Maths for Robotics Jobs: The Only Topics You Actually Need (& How to Learn Them)

6 min read

If you are applying for robotics jobs in the UK it is easy to assume you need degree level maths across everything. Most roles do not work like that. What hiring managers usually mean by “strong maths” is much more practical:

you can move confidently between coordinate frames

you understand rotations without getting lost

you can reason about kinematics, control, uncertainty & optimisation

you can turn that maths into working code in a robotics stack

This guide focuses on the only maths topics that consistently show up across common UK roles like Robotics Software Engineer, Controls Engineer, Autonomous Systems Engineer, Perception Engineer, SLAM Engineer, Robotics Research Engineer, Mechatronics Engineer & Robotics Systems Engineer.

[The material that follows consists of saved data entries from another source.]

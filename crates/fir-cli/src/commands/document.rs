mod details;
mod download;
mod get;
mod list;
mod update;

use serde_json::json;

use crate::cli::GlobalFlags;
use crate::cli::subcommands::DocumentCommands;
use crate::commands::shared::path::PathResponse;
use crate::context::AppContext;
use crate::output::output;

/// Handle `fir document`.
pub async fn handle(
    action: &DocumentCommands,
    ctx: &AppContext,
    flags: &GlobalFlags,
) -> anyhow::Result<()> {
    match action {
        DocumentCommands::List {
            folder,
            status,
            offset,
            limit,
        } => {
            list::run(
                folder.as_deref(),
                status.as_deref(),
                *offset,
                *limit,
                ctx,
                flags,
            )
            .await
        }
        DocumentCommands::Get { id } => get::run(id, ctx, flags).await,
        DocumentCommands::Update {
            id,
            title,
            folder,
            status,
            error_text,
        } => {
            update::run(
                id,
                update::Fields {
                    title: title.clone(),
                    folder: folder.clone(),
                    status: status.as_deref(),
                    error_text: error_text.clone(),
                },
                ctx,
                flags,
            )
            .await
        }
        DocumentCommands::Delete { id } => {
            let response = ctx.client.delete_document(id).await?;
            output(&json!({ "deleted": id, "response": response }), flags.format)
        }
        DocumentCommands::Details { id, set } => {
            details::run(id, details::Section::Details, set.as_deref(), ctx, flags).await
        }
        DocumentCommands::Metadata { id, set } => {
            details::run(id, details::Section::Metadata, set.as_deref(), ctx, flags).await
        }
        DocumentCommands::Path { id } => {
            let crumbs = ctx.client.document_path(id).await?;
            output(&PathResponse::from(crumbs), flags.format)
        }
        DocumentCommands::Download { id, output } => {
            download::run(id, output.as_deref(), ctx, flags).await
        }
    }
}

You will also get a 6 week learning plan, portfolio projects & a resources section so you can learn fast without drowning in theory.

Who this is for

Route A: Career changersYou can code already or you have engineering experience but robotics maths feels fragmented. You want the minimum set that makes robotics concepts click.

Route B: Students & recent graduatesYou have seen some of this in lectures but you want job ready fluency plus interview confidence.

Same topics for both routes. Route A learns best by building first. Route B often benefits from connecting concepts to textbook structure plus real systems.

The only maths topics you actually need for robotics jobs

1) Linear algebra for frames, transforms & vectors

Robotics is coordinate frames all day. Most “hard” robotics maths becomes manageable once you treat everything as vectors plus matrices with clear shapes.

What you actually need

  • vectors, dot product, norms

  • matrices, multiplication, transpose

  • how to interpret a matrix as a transform

  • homogeneous transforms (4×4) at an intuition level

  • Jacobians as “how a small change here moves things there” at an intuition level

A strong structured path is Modern Robotics: Mechanics, Planning & Control which covers rigid body motion plus kinematics in a very robotics-native way. Hades

Where it shows up

  • forward kinematics

  • inverse kinematics

  • mapping sensor measurements into a robot frame

  • manipulating pose data in a codebase

2) Rotations without fear: trig, matrices, quaternions

A lot of robotics pain is rotation confusion. Once you are comfortable with representations, your confidence jumps.

What you actually need

  • basic trig for angles plus sine/cosine intuition

  • rotation matrices as “rotate a vector”

  • Euler angles awareness plus why they can be awkward

  • quaternions as a stable representation you can use without deriving

Where it shows up

  • IMU orientation

  • robot base to camera transforms

  • localisation plus mapping

  • motion planning constraints

Practical tip for interviews: you do not need to derive quaternions. You do need to explain why they are commonly used for 3D rotation representation in systems.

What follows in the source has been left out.